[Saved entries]
______________________________

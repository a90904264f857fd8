//! Identity keyed set diff shared by every resource.
//!
//! All functions are pure and compare by [`ObjectKey`]; none of them looks at
//! resource versions or other server populated metadata.

use crate::framework::{ManagedObject, ObjectKey};
use std::collections::{HashMap, HashSet};

fn keys<K: ManagedObject>(objects: &[K]) -> HashSet<ObjectKey> {
    objects.iter().map(ManagedObject::key).collect()
}

/// Desired objects that do not exist yet (`D \ C`)
pub fn create_change<K: ManagedObject>(current: &[K], desired: &[K]) -> Vec<K> {
    let existing = keys(current);
    desired
        .iter()
        .filter(|d| !existing.contains(&d.key()))
        .cloned()
        .collect()
}

/// Existing objects no longer desired (`C \ D`), e.g. removed worker nodes
pub fn delete_change_for_update<K: ManagedObject>(current: &[K], desired: &[K]) -> Vec<K> {
    let wanted = keys(desired);
    current
        .iter()
        .filter(|c| !wanted.contains(&c.key()))
        .cloned()
        .collect()
}

/// Existing objects that are part of the desired state (`C ∩ D`), torn down
/// when the custom object goes away
pub fn delete_change_for_delete<K: ManagedObject>(current: &[K], desired: &[K]) -> Vec<K> {
    let wanted = keys(desired);
    current
        .iter()
        .filter(|c| wanted.contains(&c.key()))
        .cloned()
        .collect()
}

/// Desired objects whose live counterpart carries a different payload
pub fn update_change<K: ManagedObject>(current: &[K], desired: &[K]) -> Vec<K> {
    let existing: HashMap<ObjectKey, &K> = current.iter().map(|c| (c.key(), c)).collect();
    desired
        .iter()
        .filter(|d| {
            existing
                .get(&d.key())
                .is_some_and(|c| c.is_modified(d))
        })
        .cloned()
        .collect()
}
//! Annotation tracked three-way merge.
//!
//! Objects written through this module carry a serialized snapshot of what
//! the operator last applied in [`LAST_APPLIED_ANNOTATION`]. On update the
//! operator computes a JSON merge patch from three inputs:
//!
//! - original: the snapshot stored on the live object
//! - modified: the newly computed desired object
//! - current: the live object
//!
//! Keys the operator removed since the snapshot are deleted, keys it changed
//! are set, and everything else on the live object (cluster IPs, resource
//! versions, fields set by other controllers) is kept.

use crate::error::{OperatorError, Result};
use crate::framework::ManagedObject;
use crate::key::LAST_APPLIED_ANNOTATION;
use crate::store::{get_optional, ObjectStore};
use serde_json::{Map, Value};
use tracing::{debug, info};

/// Serialized form of `obj` without its own last-applied annotation
pub fn serialize_for_annotation<K: ManagedObject>(obj: &K) -> Result<String> {
    let mut snapshot = obj.clone();
    if let Some(annotations) = snapshot.meta_mut().annotations.as_mut() {
        annotations.remove(LAST_APPLIED_ANNOTATION);
        if annotations.is_empty() {
            snapshot.meta_mut().annotations = None;
        }
    }
    Ok(serde_json::to_string(&snapshot)?)
}

/// Stamps the last-applied annotation with `serialized`
pub fn set_last_applied<K: ManagedObject>(obj: &mut K, serialized: String) {
    obj.meta_mut()
        .annotations
        .get_or_insert_with(Default::default)
        .insert(LAST_APPLIED_ANNOTATION.to_string(), serialized);
}

/// Stamps the annotation with the object's own serialization
pub fn stamp_last_applied<K: ManagedObject>(obj: &mut K) -> Result<()> {
    let serialized = serialize_for_annotation(obj)?;
    set_last_applied(obj, serialized);
    Ok(())
}

pub fn last_applied<K: ManagedObject>(obj: &K) -> Option<&str> {
    obj.meta()
        .annotations
        .as_ref()
        .and_then(|a| a.get(LAST_APPLIED_ANNOTATION))
        .map(String::as_str)
}

/// Whether the live object was last written from a different desired state
pub fn needs_update<K: ManagedObject>(current: &K, desired: &K) -> Result<bool> {
    let wanted = serialize_for_annotation(desired)?;
    Ok(last_applied(current) != Some(wanted.as_str()))
}

fn ensure_kind<K: ManagedObject>(snapshot: &Value) -> Result<()> {
    match snapshot.get("kind").and_then(Value::as_str) {
        Some(kind) if kind != K::KIND.to_string() => Err(OperatorError::UnknownResourceType {
            expected: K::KIND,
            actual: kind.to_string(),
        }),
        _ => Ok(()),
    }
}

/// Keys of `current` that have to change to become `modified`
fn additions_and_changes(current: &Map<String, Value>, modified: &Map<String, Value>) -> Map<String, Value> {
    let mut patch = Map::new();
    for (key, wanted) in modified {
        match (current.get(key), wanted) {
            (Some(have), _) if have == wanted => {}
            (Some(Value::Object(have)), Value::Object(want)) => {
                let nested = additions_and_changes(have, want);
                if !nested.is_empty() {
                    patch.insert(key.clone(), Value::Object(nested));
                }
            }
            _ => {
                patch.insert(key.clone(), wanted.clone());
            }
        }
    }
    patch
}

/// Keys of `original` the operator no longer sets, as `null`
fn deletions(original: &Map<String, Value>, modified: &Map<String, Value>) -> Map<String, Value> {
    let mut patch = Map::new();
    for (key, was) in original {
        match (modified.get(key), was) {
            (None, _) => {
                patch.insert(key.clone(), Value::Null);
            }
            (Some(Value::Object(want)), Value::Object(was)) => {
                let nested = deletions(was, want);
                if !nested.is_empty() {
                    patch.insert(key.clone(), Value::Object(nested));
                }
            }
            _ => {}
        }
    }
    patch
}

fn merge_maps(base: &mut Map<String, Value>, overlay: Map<String, Value>) {
    for (key, value) in overlay {
        match (base.get_mut(&key), value) {
            (Some(Value::Object(existing)), Value::Object(nested)) => merge_maps(existing, nested),
            (_, value) => {
                base.insert(key, value);
            }
        }
    }
}

fn as_object(value: &Value, what: &str) -> Result<Map<String, Value>> {
    match value {
        Value::Object(map) => Ok(map.clone()),
        Value::Null => Ok(Map::new()),
        other => Err(OperatorError::MergePatch(format!(
            "{} is not an object: {}",
            what, other
        ))),
    }
}

/// JSON merge patch turning `current` into `modified` while deleting only
/// keys that were present in `original`
pub fn three_way_merge_patch(original: &Value, modified: &Value, current: &Value) -> Result<Value> {
    let original = as_object(original, "original")?;
    let modified = as_object(modified, "modified")?;
    let current = as_object(current, "current")?;

    let mut patch = deletions(&original, &modified);
    merge_maps(&mut patch, additions_and_changes(&current, &modified));
    Ok(Value::Object(patch))
}

/// RFC 7386 merge patch application
pub fn apply_merge_patch(target: &mut Value, patch: &Value) {
    match patch {
        Value::Object(entries) => {
            if !target.is_object() {
                *target = Value::Object(Map::new());
            }
            if let Value::Object(map) = target {
                for (key, value) in entries {
                    if value.is_null() {
                        map.remove(key);
                    } else {
                        apply_merge_patch(map.entry(key.clone()).or_insert(Value::Null), value);
                    }
                }
            }
        }
        other => *target = other.clone(),
    }
}

/// Merges `desired` into the live object `current` using the snapshot stored
/// on `current`. The result carries a refreshed snapshot.
pub fn merge_desired<K: ManagedObject>(current: &K, desired: &K) -> Result<K> {
    let modified_raw = serialize_for_annotation(desired)?;
    let modified: Value = serde_json::from_str(&modified_raw)?;
    let original = match last_applied(current) {
        Some(raw) => {
            let value: Value = serde_json::from_str(raw)?;
            ensure_kind::<K>(&value)?;
            value
        }
        None => Value::Null,
    };
    let mut live = serde_json::to_value(current)?;

    let patch = three_way_merge_patch(&original, &modified, &live)?;
    apply_merge_patch(&mut live, &patch);

    let mut merged: K = serde_json::from_value(live)?;
    set_last_applied(&mut merged, modified_raw);
    Ok(merged)
}

/// Creates or merges every desired object
///
/// Absent objects are created with a fresh snapshot. Present objects are only
/// touched when their snapshot differs from the new desired state; they are
/// updated with the merged result, never with the raw desired object.
pub async fn reconcile_resource_state<K: ManagedObject>(
    store: &dyn ObjectStore<K>,
    desired: &[K],
) -> Result<()> {
    for wanted in desired {
        let namespace = wanted.meta().namespace.as_deref();
        let name = wanted.object_name();

        match get_optional(store, namespace, name).await? {
            None => {
                let mut obj = wanted.clone();
                stamp_last_applied(&mut obj)?;
                match store.create(&obj).await {
                    Ok(_) => info!(kind = %K::KIND, name, "Created object"),
                    Err(e) if e.is_already_exists() => {
                        debug!(kind = %K::KIND, name, "Object already exists")
                    }
                    Err(e) => return Err(e),
                }
            }
            Some(current) => {
                if !needs_update(&current, wanted)? {
                    debug!(kind = %K::KIND, name, "Object up to date");
                    continue;
                }
                let merged = merge_desired(&current, wanted)?;
                store.replace(&merged).await?;
                info!(kind = %K::KIND, name, "Updated object from three-way merge");
            }
        }
    }
    Ok(())
}

#[cfg(test)]
mod tests {
    use super::*;
    use crate::store::memory::MemoryStore;
    use k8s_openapi::api::core::v1::{ConfigMap, Service, ServicePort, ServiceSpec};
    use k8s_openapi::apimachinery::pkg::apis::meta::v1::ObjectMeta;
    use serde_json::json;
    use std::collections::BTreeMap;

    fn service(name: &str, port: i32) -> Service {
        Service {
            metadata: ObjectMeta {
                name: Some(name.to_string()),
                namespace: Some("al9qy".to_string()),
                labels: Some(BTreeMap::from([("app".to_string(), name.to_string())])),
                ..Default::default()
            },
            spec: Some(ServiceSpec {
                ports: Some(vec![ServicePort {
                    name: Some("api".to_string()),
                    port,
                    ..Default::default()
                }]),
                ..Default::default()
            }),
            ..Default::default()
        }
    }

    #[test]
    fn test_annotation_round_trip() {
        let desired = service("master", 443);
        let mut stamped = desired.clone();
        stamp_last_applied(&mut stamped).unwrap();

        let decoded: Service = serde_json::from_str(last_applied(&stamped).unwrap()).unwrap();
        assert_eq!(decoded, desired);
    }

    #[test]
    fn test_snapshot_excludes_itself() {
        let mut obj = service("master", 443);
        stamp_last_applied(&mut obj).unwrap();
        let first = last_applied(&obj).unwrap().to_string();
        stamp_last_applied(&mut obj).unwrap();
        assert_eq!(last_applied(&obj), Some(first.as_str()));
        assert!(!first.contains(LAST_APPLIED_ANNOTATION));
    }

    #[test]
    fn test_needs_update() {
        let desired = service("master", 443);
        let mut current = desired.clone();
        stamp_last_applied(&mut current).unwrap();
        assert!(!needs_update(&current, &desired).unwrap());
        assert!(needs_update(&current, &service("master", 6443)).unwrap());
    }

    #[test]
    fn test_three_way_patch_keeps_foreign_fields() {
        let original = json!({"spec": {"a": 1, "b": 2}});
        let modified = json!({"spec": {"a": 1, "c": 3}});
        let current = json!({"spec": {"a": 1, "b": 2, "clusterIP": "10.0.0.1"}});

        let patch = three_way_merge_patch(&original, &modified, &current).unwrap();
        assert_eq!(patch, json!({"spec": {"b": null, "c": 3}}));

        let mut live = current.clone();
        apply_merge_patch(&mut live, &patch);
        assert_eq!(live, json!({"spec": {"a": 1, "c": 3, "clusterIP": "10.0.0.1"}}));
    }

    #[test]
    fn test_three_way_patch_reverts_drift() {
        let original = json!({"data": {"k": "v"}});
        let modified = json!({"data": {"k": "v"}});
        let current = json!({"data": {"k": "edited"}});

        let patch = three_way_merge_patch(&original, &modified, &current).unwrap();
        assert_eq!(patch, json!({"data": {"k": "v"}}));
    }

    #[test]
    fn test_merge_patch_rfc7386() {
        let mut target = json!({"a": "b", "c": {"d": "e", "f": "g"}});
        apply_merge_patch(&mut target, &json!({"a": "z", "c": {"f": null}}));
        assert_eq!(target, json!({"a": "z", "c": {"d": "e"}}));

        let mut target = json!({"a": [1, 2]});
        apply_merge_patch(&mut target, &json!({"a": [3]}));
        assert_eq!(target, json!({"a": [3]}));
    }

    #[test]
    fn test_merge_desired_preserves_cluster_ip() {
        let mut live = service("master", 443);
        stamp_last_applied(&mut live).unwrap();
        live.metadata.resource_version = Some("42".to_string());
        if let Some(spec) = live.spec.as_mut() {
            spec.cluster_ip = Some("10.96.0.12".to_string());
        }

        let merged = merge_desired(&live, &service("master", 6443)).unwrap();
        let spec = merged.spec.as_ref().unwrap();
        assert_eq!(spec.cluster_ip.as_deref(), Some("10.96.0.12"));
        assert_eq!(spec.ports.as_ref().unwrap()[0].port, 6443);
        assert_eq!(merged.metadata.resource_version.as_deref(), Some("42"));
        assert!(!needs_update(&merged, &service("master", 6443)).unwrap());
    }

    #[test]
    fn test_snapshot_of_other_kind_is_rejected() {
        let mut live = service("master", 443);
        let config_map = ConfigMap {
            metadata: ObjectMeta {
                name: Some("master".to_string()),
                ..Default::default()
            },
            ..Default::default()
        };
        set_last_applied(&mut live, serde_json::to_string(&config_map).unwrap());

        let err = merge_desired(&live, &service("master", 443)).unwrap_err();
        assert!(matches!(err, OperatorError::UnknownResourceType { .. }));
    }

    #[tokio::test]
    async fn test_reconcile_resource_state() {
        let store = MemoryStore::<Service>::new();
        let desired = vec![service("master", 443), service("worker", 30010)];

        reconcile_resource_state(&store, &desired).await.unwrap();
        assert_eq!(store.len(), 2);
        let created = store.stored(Some("al9qy"), "master").unwrap();
        assert!(last_applied(&created).is_some());

        // someone else sets a field the operator does not own
        let mut live = created.clone();
        live.metadata
            .labels
            .get_or_insert_with(Default::default)
            .insert("external".to_string(), "true".to_string());
        store.insert(live);

        let replaces_before = store.calls(crate::store::memory::Op::Replace);
        reconcile_resource_state(&store, &desired).await.unwrap();
        assert_eq!(store.calls(crate::store::memory::Op::Replace), replaces_before);

        let changed = vec![service("master", 6443)];
        reconcile_resource_state(&store, &changed).await.unwrap();
        let updated = store.stored(Some("al9qy"), "master").unwrap();
        assert_eq!(updated.spec.unwrap().ports.unwrap()[0].port, 6443);
        assert_eq!(
            updated.metadata.labels.unwrap().get("external").map(String::as_str),
            Some("true")
        );
    }
}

______________________________

WORK INSTRUCTION: Take the entries above and copy them exactly from the first line through the line with "create_change<K: ManagedObject>(current: &[K], desired: &[K])"; leave out every line after it.

SOLUTION TO THE PROBLEM:
repository a90904264f857fd8
//! Identity keyed set diff shared by every resource.
//!
//! All functions are pure and compare by [`ObjectKey`]; none of them looks at
//! resource versions or other server populated metadata.

use crate::framework::{ManagedObject, ObjectKey};
use std::collections::{HashMap, HashSet};

fn keys<K: ManagedObject>(objects: &[K]) -> HashSet<ObjectKey> {
    objects.iter().map(ManagedObject::key).collect()
}

/// Desired objects that do not exist yet (`D \ C`)
pub fn create_change<K: ManagedObject>(current: &[K], desired: &[K]) -> Vec<K> {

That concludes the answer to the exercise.